Deltex E3 ubiquitin ligase 3L is a protein that in humans is encoded by the DTX3L gene. It functions as an ubiquitin ligase (E3), and is over-expressed in chemotherapy-resistant lymphomas. It is a member of the DTX family of proteins. Among other roles it has a function in DNA damage repair.

It was discovered through two-hybrid screening during a search for binding partners of PARP9 (formerly BAL), a gene related to the risk of B-cell lymphoma. and was originally named BBAP (B-lymphoma- and BAL-associated protein).

DTX3L and PARP9 are both located in the same 48kB region of the genome, and are both regulated by a IFN-γ-responsive bidirectional promoter.
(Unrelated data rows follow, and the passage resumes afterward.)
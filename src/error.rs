use std::net::SocketAddr;

use thiserror::Error;

use crate::config::ConfigError;

/// Fatal gateway errors. Anything that reaches `main` as one of these aborts
/// the process; per-event and per-request problems never become errors.
#[derive(Error, Debug)]
pub enum GatewayError {
    #[error("Configuration error: {0}")]
    Config(#[from] ConfigError),

    #[error("Invalid address '{addr}': {source}")]
    Address {
        addr: String,
        source: std::net::AddrParseError,
    },

    #[error("Failed to bind {addr}: {source}")]
    Bind {
        addr: SocketAddr,
        source: std::io::Error,
    },

    #[error("Server error: {0}")]
    Serve(#[from] std::io::Error),

    #[error("Kubeconfig error: {0}")]
    Kubeconfig(#[from] kube::config::KubeconfigError),

    #[error("Cannot infer Kubernetes config: {0}")]
    InferConfig(#[from] kube::config::InferConfigError),

    #[error("Kubernetes error: {0}")]
    Kubernetes(#[from] kube::Error),

    #[error("Ingress feed closed before the initial sync completed")]
    FeedClosed,
}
DTX3L has a long N-terminus domain distinct from other DTX-family proteins that allows it form dimers with itself and other proteins. It has been found to be up-regulated by METTL3.

== Function ==

DTX3L functions as an ubiquitin ligase or E3. These proteins bind to ubiquitin-conjugating enzymes (E2s), and then transfer and bind the ubiquitin (activated by E1s) from the E2s to the target protein. Along with all other known DTX-family proteins (as of 2023), DTX3L is involved in the regulation of Notch signaling.

DTX3L also plays a role in DNA damage repair, which has been associated with its ability to selectively mono-ubiquitylate (bind one ubiquitin to) histone H4. It helps to protect cells exposed to DNA damaging agents.

DTX3L can form a complex with PARP9. This complex functions as a ubiquitin ligase and ubiquitinates both host histone H2BJ, to promote expression of interferon-stimulated genes, and viral 3C protease to disrupt viral assembly. This can help to control viral infection. PARP9 can also affect DXT3L's function in DNA damage repair. The DXT3L-PARP9 complex mediates mono-ADP-ribosylation of ubiquitin; this prevents it from being conjugated and inhibits DXT3L's function as an ubiquitin ligase. The NAD+ dependent binding of PARP9 to poly-ADP-ribose, instead, enhances the activity of DXT3L as a ubiquitin ligase. DTX3L can also form a complex with DTX1.

DTX3L also affects signaling by inhibiting the sorting of the G-protein coupled receptor CXCR4 through the endosomes to degradation in the lysosomes. When CXCR4 is activated, DXT3L localizes to early endosomes and inhibits the E3 ubiquitin ligase atrophin-1 interacting protein 4. This reduces the extent to which the protein ESCRT-0 is ubiquitinated, which reduces its ability to sort CXCR4 into the lysosomes. The implications of this effect (as of 2023) in cancer biology are unknown.